06-Sep-2017 v. 1.35
Version accepted by arXiv. It now contains a solution of the full problem without recourse to simple bounds.
Updates the paper to include a discussion of Tsallis entropy and where our work departs from an excellent paper by Frank (2009) on the Common Patterns of Nature.
This is a detailed description (70 pages, 54 figures, 70 references, 5 appendices, 14 R analyses and a lot of equations) of a theory of ergodic information conservation which by bounding the Hartley-Shannon information above and below, is able to predict the Canonical length distribution and alphabet distribution of a wide class of discrete systems at all scales with no additional assumptions.

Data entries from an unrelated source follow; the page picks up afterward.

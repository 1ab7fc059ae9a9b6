//! Service plumbing shared by the pipeline binaries.
//!
//! Every service is a long-running loop that stops accepting work on
//! SIGINT/SIGTERM, drains outstanding work within a bounded grace
//! period ([`drain_tasks`]), and exits cleanly. Transient collaborator
//! failures are retried forever with bounded exponential backoff and
//! never surface to a node.

use std::time::Duration;

use tokio::sync::watch;
use tokio::task::JoinSet;

/// Grace period granted to in-flight work during shutdown.
pub const DRAIN_GRACE: Duration = Duration::from_secs(30);

const BACKOFF_BASE: Duration = Duration::from_millis(250);
const BACKOFF_CAP: Duration = Duration::from_secs(30);

/// Receiving side of the shutdown notification.
#[derive(Debug, Clone)]
pub struct ShutdownSignal {
    rx: watch::Receiver<bool>,
}

impl ShutdownSignal {
    /// Resolves once shutdown is requested.
    pub async fn triggered(&mut self) {
        // An error means the controller is gone, which also means stop.
        let _ = self.rx.wait_for(|stop| *stop).await;
    }

    /// Returns true once shutdown has been requested.
    #[must_use]
    pub fn is_triggered(&self) -> bool {
        *self.rx.borrow()
    }
}

/// Sending side of the shutdown notification.
#[derive(Debug)]
pub struct ShutdownController {
    tx: watch::Sender<bool>,
}

impl ShutdownController {
    /// Requests shutdown of every holder of the paired signal.
    pub fn trigger(&self) {
        let _ = self.tx.send(true);
    }
}

/// Creates a linked shutdown controller/signal pair.
#[must_use]
pub fn shutdown_pair() -> (ShutdownController, ShutdownSignal) {
    let (tx, rx) = watch::channel(false);
    (ShutdownController { tx }, ShutdownSignal { rx })
}

/// Triggers the controller on SIGINT or SIGTERM.
///
/// # Errors
///
/// Returns an I/O error when signal handlers cannot be installed.
pub async fn watch_signals(controller: ShutdownController) -> std::io::Result<()> {
    use tokio::signal::unix::{signal, SignalKind};

    let mut interrupt = signal(SignalKind::interrupt())?;
    let mut terminate = signal(SignalKind::terminate())?;

    tokio::select! {
        _ = interrupt.recv() => tracing::info!("received SIGINT"),
        _ = terminate.recv() => tracing::info!("received SIGTERM"),
    }
    controller.trigger();
    Ok(())
}

/// Waits up to `grace` for every task in the set to finish, aborting
/// whatever is still running once the window closes.
///
/// Services call this from their shutdown path with [`DRAIN_GRACE`] so
/// in-flight work gets a bounded chance to land its node updates.
pub async fn drain_tasks(tasks: &mut JoinSet<()>, grace: Duration) {
    if tasks.is_empty() {
        return;
    }
    tracing::info!(outstanding = tasks.len(), "draining in-flight work");

    let drained = tokio::time::timeout(grace, async {
        while tasks.join_next().await.is_some() {}
    })
    .await;

    if drained.is_err() {
        tracing::warn!(
            outstanding = tasks.len(),
            "drain grace elapsed, aborting remaining work"
        );
        tasks.abort_all();
        while tasks.join_next().await.is_some() {}
    }
}

/// Bounded exponential backoff for transient collaborator failures.
#[derive(Debug, Default)]
pub struct Backoff {
    attempt: u32,
}

impl Backoff {
    /// Creates a backoff at its base delay.
    #[must_use]
    pub fn new() -> Self {
        Self::default()
    }

    /// Returns the next delay and advances the schedule.
    pub fn next_delay(&mut self) -> Duration {
        let exp = self.attempt.min(16);
        self.attempt = self.attempt.saturating_add(1);
        let delay = BACKOFF_BASE.saturating_mul(1 << exp);
        delay.min(BACKOFF_CAP)
    }

    /// Resets the schedule after a success.
    pub fn reset(&mut self) {
        self.attempt = 0;
    }
}

#[cfg(test)]
mod tests {
    use super::*;

    #[test]
    fn backoff_doubles_and_caps() {
        let mut backoff = Backoff::new();
        assert_eq!(backoff.next_delay(), Duration::from_millis(250));
        assert_eq!(backoff.next_delay(), Duration::from_millis(500));
        assert_eq!(backoff.next_delay(), Duration::from_millis(1000));
        for _ in 0..20 {
            let delay = backoff.next_delay();
            assert!(delay <= BACKOFF_CAP);
        }
        assert_eq!(backoff.next_delay(), BACKOFF_CAP);

        backoff.reset();
        assert_eq!(backoff.next_delay(), Duration::from_millis(250));
    }

    #[tokio::test]
    async fn shutdown_signal_observes_trigger() {
        let (controller, mut signal) = shutdown_pair();
        assert!(!signal.is_triggered());
        controller.trigger();
        signal.triggered().await;
        assert!(signal.is_triggered());
    }

    #[tokio::test]
    async fn drain_waits_for_finished_tasks() {
        let mut tasks = JoinSet::new();
        let (tx, rx) = tokio::sync::oneshot::channel::<()>();
        tasks.spawn(async move {
            let _ = rx.await;
        });
        tx.send(()).unwrap();

        drain_tasks(&mut tasks, Duration::from_secs(5)).await;
        assert!(tasks.is_empty());
    }

    #[tokio::test]
    async fn drain_aborts_stragglers_after_grace() {
        let mut tasks = JoinSet::new();
        tasks.spawn(async {
            // Never completes on its own.
            std::future::pending::<()>().await;
        });

        drain_tasks(&mut tasks, Duration::from_millis(50)).await;
        assert!(tasks.is_empty());
    }
}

This is applied to both Proteins and Computer Programs where it predicts with very strong statistical support that their length distribution is sharply unimodal, transitioning into an extraordinarily accurate power-law. In Music, it shows the same distribution and also predicts again with very strong statistical support that however we categorise such systems (for example categorising notes with and without duration), the categories are also power-laws of each other. In Texts, it is able to predict not only the observed Zipf's law of rank ordered word frequency but also the length distribution of words, (which obey the same distribution as Proteins and Computer Programs). Finally, it predicts the power-law behaviour of the distribution of Elements in the Universe (and also in sea-water).